_EXERCISE OBJECTIVE_: Scan the entries and copy each line where the word "Offspring" is present.

_GIVEN RECORDS_:

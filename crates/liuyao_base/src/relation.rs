//! Kinship relations (六親): a line's element measured against the palace element.
//!
//! | Line element vs palace element  | Relation  |
//! |---------------------------------|-----------|
//! | generates the palace element    | Parent    |
//! | same as the palace element      | Sibling   |
//! | generated by the palace element | Offspring |
//! | overcome by the palace element  | Wealth    |
//! | overcomes the palace element    | Official  |

use std::str::FromStr;

use serde::Serialize;

use crate::element::Element;
use crate::error::GuaError;

/// One of the five kinship relations.
#[derive(Debug, Clone, Copy, PartialEq, Eq, Hash, PartialOrd, Ord, Serialize)]
pub enum KinshipRelation {
    Parent,
    Sibling,
    Offspring,
    Wealth,
    Official,
}

/// All 5 relations in traditional order (父母 兄弟 子孫 妻財 官鬼).
pub const ALL_RELATIONS: [KinshipRelation; 5] = [
    KinshipRelation::Parent,
    KinshipRelation::Sibling,
    KinshipRelation::Offspring,
    KinshipRelation::Wealth,
    KinshipRelation::Official,
];

impl KinshipRelation {
    /// Chinese label.
    pub const fn glyph(self) -> &'static str {
        match self {
            Self::Parent => "父母",
            Self::Sibling => "兄弟",
            Self::Offspring => "子孫",
            Self::Wealth => "妻財",
            Self::Official => "官鬼",
        }
    }

    pub const fn name(self) -> &'static str {
        match self {
            Self::Parent => "Parent",
            Self::Sibling => "Sibling",
            Self::Offspring => "Offspring",
            Self::Wealth => "Wealth",
            Self::Official => "Official",
        }
    }

    /// 0-based index into ALL_RELATIONS.
    pub const fn index(self) -> u8 {
        match self {
            Self::Parent => 0,
            Self::Sibling => 1,
            Self::Offspring => 2,
            Self::Wealth => 3,
            Self::Official => 4,
        }
    }
}

impl std::fmt::Display for KinshipRelation {
    fn fmt(&self, f: &mut std::fmt::Formatter<'_>) -> std::fmt::Result {
        f.write_str(self.glyph())
    }
}

impl FromStr for KinshipRelation {
    type Err = GuaError;

    /// Accepts the Chinese label or the English name.
    fn from_str(s: &str) -> Result<Self, Self::Err> {
        let s = s.trim();
        ALL_RELATIONS
            .iter()
            .copied()
            .find(|r| r.glyph() == s || r.name().eq_ignore_ascii_case(s))
            .ok_or_else(|| GuaError::invalid(format!("unknown kinship relation: {s:?}")))
    }
}

/// Classify a line element against the palace element.
///
/// Total over all 25 ordered pairs: identity, the generating cycle in either
/// direction, and the overcoming cycle in either direction partition them.
pub const fn relation_of(palace: Element, line: Element) -> KinshipRelation {
    if line.index() == palace.index() {
        KinshipRelation::Sibling
    } else if line.generates().index() == palace.index() {
        KinshipRelation::Parent
    } else if palace.generates().index() == line.index() {
        KinshipRelation::Offspring
    } else if palace.overcomes().index() == line.index() {
        KinshipRelation::Wealth
    } else {
        // Only remaining case: the line element overcomes the palace element.
        KinshipRelation::Official
    }
}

_RESPONSE TO THIS TASK_:
//! | generated by the palace element | Offspring |
    Offspring,
    KinshipRelation::Offspring,
            Self::Offspring => "子孫",
            Self::Offspring => "Offspring",
            Self::Offspring => 2,
        KinshipRelation::Offspring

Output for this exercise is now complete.